The EPC Agreement provides
that IPC is to issue a Full Notice to Proceed (FNTP) to the Contractor no later
than September 1, 2009 to authorize the Contractor to commence and complete all
work under the EPC Agreement. IPC plans to issue the FNTP by September 1, 2009
if it has (i) received an acceptable CPCN from the IPUC, (ii) received board
approval and (iii) identified satisfactory financing options for the project at
that time. The EPC Agreement provides that if IPC does not issue the FNTP by
November 1, 2009, the Contractor may terminate the EPC Agreement, which
termination will be without liability to either party other than for the
Contractors costs properly incurred pursuant to any work performed under the
Master Services Agreement between IPC and the Contractor dated October 3, 2008.

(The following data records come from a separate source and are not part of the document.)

// -------------------------------------------------------------------------------------------------
//  Copyright (C) 2015-2026 Nautech Systems Pty Ltd. All rights reserved.
//  https://nautechsystems.io
//
//  Licensed under the GNU Lesser General Public License Version 3.0 (the "License");
//  You may not use this file except in compliance with the License.
//  You may obtain a copy of the License at https://www.gnu.org/licenses/lgpl-3.0.en.html
//
//  Unless required by applicable law or agreed to in writing, software
//  distributed under the License is distributed on an "AS IS" BASIS,
//  WITHOUT WARRANTIES OR CONDITIONS OF ANY KIND, either express or implied.
//  See the License for the specific language governing permissions and
//  limitations under the License.
// -------------------------------------------------------------------------------------------------

//! Deterministic 64-bit mixing and the bucket/stripe addressing shared by the chained
//! hash index.
//!
//! The mixing function is a fixed (unseeded) finalizer rather than a randomized hasher:
//! reproducible bucket placement across runs is a feature for a cache simulator, since
//! two runs over the same trace must produce the same hit/miss sequence.

use crate::ids::ObjId;

/// Mixes a 64-bit value using the splitmix64 finalizer.
///
/// Deterministic: the same input always maps to the same output, in this process and
/// any other.
#[must_use]
pub const fn mix64(x: u64) -> u64 {
    let mut z = x;
    z = (z ^ (z >> 30)).wrapping_mul(0xbf58_476d_1ce4_e5b9);
    z = (z ^ (z >> 27)).wrapping_mul(0x94d0_49bb_1331_11eb);
    z ^ (z >> 31)
}

/// Returns the bucket index for `id` within a table of `2^hashpower` buckets.
#[must_use]
pub const fn bucket_index(id: ObjId, hashpower: u8) -> usize {
    let mask = (1u64 << hashpower) - 1;
    (mix64(id.0) & mask) as usize
}

/// Returns the number of stripes (reader/writer locks) for a table with the given
/// `hashpower`: `2^max(0, hashpower - 7)`.
#[must_use]
pub const fn stripe_count(hashpower: u8) -> usize {
    let stripe_bits = hashpower.saturating_sub(7);
    1usize << stripe_bits
}

/// Returns the stripe index that guards `bucket_id`, given `stripe_count` stripes.
#[must_use]
pub const fn stripe_index(bucket_id: usize, stripe_count: usize) -> usize {
    bucket_id & (stripe_count - 1)
}

#[cfg(test)]
mod tests {
    use rstest::rstest;

    use super::*;

    #[rstest]
    fn test_mix64_deterministic() {
        assert_eq!(mix64(42), mix64(42));
    }

    #[rstest]
    fn test_mix64_is_not_identity() {
        assert_ne!(mix64(1), 1);
    }

    #[rstest]
    #[case(0u8)]
    #[case(1u8)]
    #[case(4u8)]
    #[case(10u8)]
    #[case(20u8)]
    fn test_bucket_index_within_range(#[case] hashpower: u8) {
        let num_buckets = 1usize << hashpower;
        for raw in [0u64, 1, 2, 1000, u64::MAX, u64::MAX / 2] {
            let idx = bucket_index(ObjId(raw), hashpower);
            assert!(idx < num_buckets);
        }
    }

    #[rstest]
    #[case(0u8, 1usize)]
    #[case(6u8, 1usize)]
    #[case(7u8, 1usize)]
    #[case(8u8, 2usize)]
    #[case(10u8, 8usize)]
    #[case(20u8, 1usize << 13)]
    fn test_stripe_count(#[case] hashpower: u8, #[case] expected: usize) {
        assert_eq!(stripe_count(hashpower), expected);
    }

    #[rstest]
    fn test_stripe_index_masks_low_bits() {
        let stripes = stripe_count(10); // 8
        assert_eq!(stripe_index(0, stripes), 0);
        assert_eq!(stripe_index(1, stripes), 1);
        assert_eq!(stripe_index(8, stripes), 0);
        assert_eq!(stripe_index(9, stripes), 1);
    }

    #[rstest]
    fn test_stripe_index_never_exceeds_stripe_count() {
        let stripes = stripe_count(14);
        for bucket_id in 0..(1usize << 14) {
            assert!(stripe_index(bucket_id, stripes) < stripes);
        }
    }
}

The amounts payable under the Master Services Agreement are not expected to be
material to IPC.
IPC is required to make
monthly progress payments to the Contractor under the EPC Agreement beginning in
October 2009. The first twelve monthly progress payments between October 2009
and September 2010 will represent approximately one-fourth of the total payments
scheduled to be made by IPC under the EPC Agreement. IPC may terminate the EPC
Agreement at any time if it abandons the Langley Gulch project. Upon such
termination, the Contractor is entitled to keep the progress payments
previously paid by IPC, and IPC would be required to pay the value of the work
completed to the date of termination not previously covered by IPC progress
payments, plus a 15 percent markup on such costs.
Statement of Financial Accounting Standards No. 160
Effective January 1, 2009,
IDACORP, Inc. adopted Statement of Financial Accounting Standards No. 160, Noncontrolling
Interests in Consolidated Financial Statements (SFAS 160) and FASB Staff
Position EITF 03-6-1, Determining Whether Instruments Granted in Share-Based
Payment Transactions Are Participating Securities (FSP EITF 03-6-1).
6
SFAS 160 amended Accounting
Research Bulletin No. 51, Consolidated Financial Statements, to
establish accounting and reporting standards for a noncontrolling (minority)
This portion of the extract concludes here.